In summary, my doctoral research's key findings demonstrate the sensitivity and resilience of drained boreal peatlands to mechanical soil disturbance caused by thinning operations. The novelty and value of these findings lie in their implications for sustainable forest management, carbon sequestration, and the importance of responsible land use practices in the context of these critical ecosystems.

How can the results of your doctoral research be utilised in practice?

The results of my doctoral research have practical implications that can be utilized in several important ways: Assessing the Impact of Forest Machinery Traffic: The findings of this study provide valuable insights into the impact of forest machinery traffic on peat soils in boreal peatland forests. These insights can be applied to assess the level of soil disturbance caused by different machinery and harvesting practices. Forest managers and policymakers can use this information to make informed decisions regarding the choice of equipment and operational practices to minimize soil disturbance during timber harvesting operations. Promoting Sustainability in Peatland Forestry: Sustainable forestry practices are essential to balance economic interests with environmental conservation. The research highlights that initial thinning operations in boreal peatlands may not lead to permanent changes in peat soil properties. This knowledge can guide sustainable forestry practices, allowing for timber harvesting while maintaining the long-term health and resilience of peatland ecosystems. It emphasizes the importance of managing these ecosystems in a way that minimizes carbon emissions and protects their ecological value. Establishing Thresholds for Soil Disturbance: Understanding the threshold of soil disturbance beyond which restorative actions should be taken is critical. 

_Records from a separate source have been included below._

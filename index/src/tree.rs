//! Builds the content-addressed tree of a single version state.
//!
//! Nodes live in an arena and address each other by index; index 0 is the
//! root directory. File digests come from the inventory, directory digests
//! are SHA-256 over the sorted list of children, so identical subtrees get
//! identical digests regardless of which object or version they occur in.

use std::collections::{BTreeMap, HashMap};

use sha2::{Digest as _, Sha256};
use thiserror::Error;

use crate::digests::Digest;

#[derive(Debug, Error, PartialEq)]
pub enum Error {
    #[error("invalid digest {digest:?} for {path}")]
    InvalidDigest { path: String, digest: String },

    #[error("no size known for content path {0}")]
    MissingSize(String),

    #[error("invalid logical path: {0:?}")]
    InvalidPath(String),

    #[error("logical path conflicts with existing entry: {0}")]
    PathConflict(String),

    #[error("size overflow in directory {0:?}")]
    SizeOverflow(String),
}

/// One logical path of a version state.
#[derive(Clone, Debug, PartialEq, Eq)]
pub struct LeafEntry {
    pub logical_path: String,
    /// hex encoded, as found in the inventory
    pub digest: String,
    /// path of the stored content, relative to the object root
    pub content_path: String,
}

/// The computed value of a tree node.
#[derive(Clone, Debug, Default, PartialEq, Eq)]
pub struct IndexingVal {
    pub digest: Digest,
    /// content path for files, empty for directories
    pub source_path: String,
    pub size: u64,
    pub has_size: bool,
}

impl IndexingVal {
    pub fn size(&self) -> Option<u64> {
        self.has_size.then_some(self.size)
    }
}

#[derive(Clone, Debug, PartialEq, Eq)]
pub struct TreeNode {
    pub name: String,
    pub is_dir: bool,
    /// child name → arena index, kept sorted by name
    pub children: BTreeMap<String, usize>,
    pub val: IndexingVal,
}

impl TreeNode {
    fn dir(name: &str) -> Self {
        Self {
            name: name.to_string(),
            is_dir: true,
            children: BTreeMap::new(),
            val: IndexingVal::default(),
        }
    }
}

#[derive(Clone, Debug, PartialEq, Eq)]
pub struct PathTree {
    nodes: Vec<TreeNode>,
}

impl PathTree {
    pub const ROOT: usize = 0;

    /// Builds the tree for the given leaves. When `sizes` is given, every
    /// leaf's content path must be present in it.
    pub fn build<'a, I>(entries: I, sizes: Option<&HashMap<String, u64>>) -> Result<Self, Error>
    where
        I: IntoIterator<Item = &'a LeafEntry>,
    {
        let mut tree = PathTree {
            nodes: vec![TreeNode::dir("")],
        };
        for entry in entries {
            tree.insert(entry, sizes)?;
        }
        tree.compute_dirs()?;
        Ok(tree)
    }

    pub fn root(&self) -> &TreeNode {
        &self.nodes[Self::ROOT]
    }

    pub fn node(&self, idx: usize) -> &TreeNode {
        &self.nodes[idx]
    }

    pub fn len(&self) -> usize {
        self.nodes.len()
    }

    pub fn is_empty(&self) -> bool {
        self.root().children.is_empty()
    }

    /// Looks up a node by its slash-separated logical path.
    pub fn get(&self, path: &str) -> Option<usize> {
        let mut idx = Self::ROOT;
        for segment in path.split('/').filter(|s| !s.is_empty()) {
            idx = *self.nodes[idx].children.get(segment)?;
        }
        Some(idx)
    }

    /// Iterates over all files, yielding their arena index.
    pub fn files(&self) -> impl Iterator<Item = (usize, &TreeNode)> {
        self.nodes.iter().enumerate().filter(|(_, n)| !n.is_dir)
    }

    fn insert(&mut self, entry: &LeafEntry, sizes: Option<&HashMap<String, u64>>) -> Result<(), Error> {
        let path = &entry.logical_path;
        let segments: Vec<&str> = path.split('/').collect();
        if segments
            .iter()
            .any(|s| s.is_empty() || *s == "." || *s == "..")
        {
            return Err(Error::InvalidPath(path.clone()));
        }

        let digest = Digest::from_hex(&entry.digest).map_err(|_| Error::InvalidDigest {
            path: path.clone(),
            digest: entry.digest.clone(),
        })?;
        let (size, has_size) = match sizes {
            None => (0, false),
            Some(sizes) => match sizes.get(&entry.content_path) {
                Some(size) => (*size, true),
                None => return Err(Error::MissingSize(entry.content_path.clone())),
            },
        };

        let (file_name, dirs) = segments
            .split_last()
            .ok_or_else(|| Error::InvalidPath(path.clone()))?;

        let mut parent = Self::ROOT;
        for dir in dirs {
            parent = match self.nodes[parent].children.get(*dir) {
                Some(&idx) if self.nodes[idx].is_dir => idx,
                Some(_) => return Err(Error::PathConflict(path.clone())),
                None => {
                    let idx = self.nodes.len();
                    self.nodes.push(TreeNode::dir(dir));
                    self.nodes[parent].children.insert(dir.to_string(), idx);
                    idx
                }
            };
        }

        if self.nodes[parent].children.contains_key(*file_name) {
            return Err(Error::PathConflict(path.clone()));
        }
        let idx = self.nodes.len();
        self.nodes.push(TreeNode {
            name: file_name.to_string(),
            is_dir: false,
            children: BTreeMap::new(),
            val: IndexingVal {
                digest,
                source_path: entry.content_path.clone(),
                size,
                has_size,
            },
        });
        self.nodes[parent].children.insert(file_name.to_string(), idx);
        Ok(())
    }

    /// Computes digest and size of every directory, children first.
    fn compute_dirs(&mut self) -> Result<(), Error> {
        for idx in self.post_order() {
            if !self.nodes[idx].is_dir {
                continue;
            }

            let mut hasher = Sha256::new();
            let mut size: Option<u64> = Some(0);
            for (name, &child) in &self.nodes[idx].children {
                let child = &self.nodes[child];
                hasher.update(child.val.digest.to_hex().as_bytes());
                hasher.update(b" ");
                hasher.update(name.as_bytes());
                if child.is_dir {
                    hasher.update(b"/");
                }
                hasher.update(b"\n");

                size = match (size, child.val.size()) {
                    (Some(acc), Some(s)) => Some(
                        acc.checked_add(s)
                            .ok_or_else(|| Error::SizeOverflow(self.nodes[idx].name.clone()))?,
                    ),
                    _ => None,
                };
            }

            let val = &mut self.nodes[idx].val;
            val.digest = hasher.finalize().to_vec().into();
            val.size = size.unwrap_or(0);
            val.has_size = size.is_some();
        }
        Ok(())
    }

    /// Arena indices in post-order: every child before its parent.
    fn post_order(&self) -> Vec<usize> {
        let mut order = Vec::with_capacity(self.nodes.len());
        let mut stack = vec![(Self::ROOT, false)];
        while let Some((idx, expanded)) = stack.pop() {
            if expanded {
                order.push(idx);
                continue;
            }
            stack.push((idx, true));
            for &child in self.nodes[idx].children.values().rev() {
                stack.push((child, false));
            }
        }
        order
    }
}

#[cfg(test)]
mod test {
    use std::collections::HashMap;

    use super::{Error, LeafEntry, PathTree};
    use crate::digests::DigestAlgorithm;

    fn leaf(logical: &str, content: &[u8], content_path: &str) -> LeafEntry {
        LeafEntry {
            logical_path: logical.to_string(),
            digest: DigestAlgorithm::Sha512.hash(content).to_hex(),
            content_path: content_path.to_string(),
        }
    }

    fn sizes(entries: &[(&str, u64)]) -> HashMap<String, u64> {
        entries.iter().map(|(p, s)| (p.to_string(), *s)).collect()
    }

    #[test]
    fn scenario_sizes_propagate() {
        let entries = vec![
            leaf("a.txt", b"hello", "v1/content/a.txt"),
            leaf("b/c.txt", b"goodbye", "v1/content/b/c.txt"),
        ];
        let sizes = sizes(&[("v1/content/a.txt", 5), ("v1/content/b/c.txt", 7)]);
        let tree = PathTree::build(&entries, Some(&sizes)).expect("must build");

        let a = tree.node(tree.get("a.txt").unwrap());
        assert_eq!(Some(5), a.val.size());
        assert_eq!(DigestAlgorithm::Sha512.hash(b"hello"), a.val.digest);

        let b = tree.node(tree.get("b").unwrap());
        assert!(b.is_dir);
        assert_eq!(Some(7), b.val.size());

        assert_eq!(Some(12), tree.root().val.size());
        assert_eq!(4, tree.len());
    }

    #[test]
    fn directory_digest_format() {
        let entries = vec![
            leaf("a.txt", b"hello", "v1/content/a.txt"),
            leaf("b/c.txt", b"goodbye", "v1/content/b/c.txt"),
        ];
        let tree = PathTree::build(&entries, None).unwrap();

        let c_hex = DigestAlgorithm::Sha512.hash(b"goodbye").to_hex();
        let b_digest = DigestAlgorithm::Sha256.hash(format!("{} c.txt\n", c_hex).as_bytes());
        assert_eq!(b_digest, tree.node(tree.get("b").unwrap()).val.digest);

        let a_hex = DigestAlgorithm::Sha512.hash(b"hello").to_hex();
        let root = DigestAlgorithm::Sha256
            .hash(format!("{} a.txt\n{} b/\n", a_hex, b_digest.to_hex()).as_bytes());
        assert_eq!(root, tree.root().val.digest);
    }

    #[test]
    fn unknown_sizes_are_not_approximated() {
        let entries = vec![leaf("x/one", b"1", "v1/content/x/one")];
        let tree = PathTree::build(&entries, None).unwrap();
        assert_eq!(None, tree.root().val.size());
        assert_eq!(None, tree.node(tree.get("x").unwrap()).val.size());
    }

    #[test]
    fn entry_order_does_not_matter() {
        let mut entries = vec![
            leaf("a/1", b"1", "v1/content/a/1"),
            leaf("a/2", b"2", "v1/content/a/2"),
            leaf("b", b"3", "v1/content/b"),
            leaf("c/d/e", b"4", "v1/content/c/d/e"),
        ];
        let forward = PathTree::build(&entries, None).unwrap();
        entries.reverse();
        let backward = PathTree::build(&entries, None).unwrap();
        assert_eq!(forward.root().val.digest, backward.root().val.digest);
    }

    #[test]
    fn identical_subtrees_share_digest() {
        let entries = vec![
            leaf("x/f", b"same", "v1/content/x/f"),
            leaf("y/f", b"same", "v1/content/y/f"),
        ];
        let tree = PathTree::build(&entries, None).unwrap();
        assert_eq!(
            tree.node(tree.get("x").unwrap()).val.digest,
            tree.node(tree.get("y").unwrap()).val.digest
        );
    }

    #[test]
    fn empty_state() {
        let tree = PathTree::build(&[], Some(&HashMap::new())).unwrap();
        assert!(tree.is_empty());
        assert_eq!(Some(0), tree.root().val.size());
        assert_eq!(DigestAlgorithm::Sha256.hash(b""), tree.root().val.digest);
    }

    #[test]
    fn missing_size() {
        let entries = vec![leaf("a", b"a", "v1/content/a")];
        assert_eq!(
            Err(Error::MissingSize("v1/content/a".to_string())),
            PathTree::build(&entries, Some(&HashMap::new()))
        );
    }

    #[test]
    fn bad_digest() {
        let entries = vec![LeafEntry {
            logical_path: "a".to_string(),
            digest: "not-hex".to_string(),
            content_path: "v1/content/a".to_string(),
        }];
        assert!(matches!(
            PathTree::build(&entries, None),
            Err(Error::InvalidDigest { .. })
        ));
    }

    #[test]
    fn invalid_paths() {
        for p in ["", "a//b", "./a", "a/..", "/a"] {
            let entries = vec![leaf(p, b"a", "v1/content/a")];
            assert_eq!(
                Err(Error::InvalidPath(p.to_string())),
                PathTree::build(&entries, None),
                "{p:?} must be rejected"
            );
        }
    }

    #[test]
    fn file_dir_conflict() {
        let entries = vec![
            leaf("a", b"a", "v1/content/a"),
            leaf("a/b", b"b", "v1/content/a/b"),
        ];
        assert_eq!(
            Err(Error::PathConflict("a/b".to_string())),
            PathTree::build(&entries, None)
        );
    }
}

The research suggests that while initial thinning operations are relatively resilient, frequent or severe disturbances may have more significant long-term consequences on peat soil properties. This information can help establish guidelines and thresholds for soil disturbance levels, enabling forest managers to identify when restorative actions, such as soil stabilization or reclamation, are necessary to reduce physical and biological damage to peatland soils. In summary, the results of my doctoral research can be practically applied to evaluate the impact of forest machinery traffic on peat soils, promote sustainability in peatland forestry practices, and establish thresholds for soil disturbance that trigger restorative actions. By implementing these insights, forest management can become more environmentally responsible and economically sustainable while preserving the unique and valuable characteristics of boreal peatland ecosystems.

What are the key research methods and materials used in your doctoral research?

Throughout the research process, a multifaceted approach was employed, encompassing various methods to comprehensively assess the impact of mechanical soil disturbance on drained boreal peatland ecosystems. Physical methods involved soil property measurements and compaction assessments, biological methods delved into the soil microbial responses, greenhouse gas studies examined gas concentrations and emissions, while vegetation methods included surveys, and biomass measurements. The integration of these diverse techniques allowed for a holistic understanding of the complex dynamics within these ecosystems, aiding in the development of sustainable forestry practices and the conservation of these invaluable environments.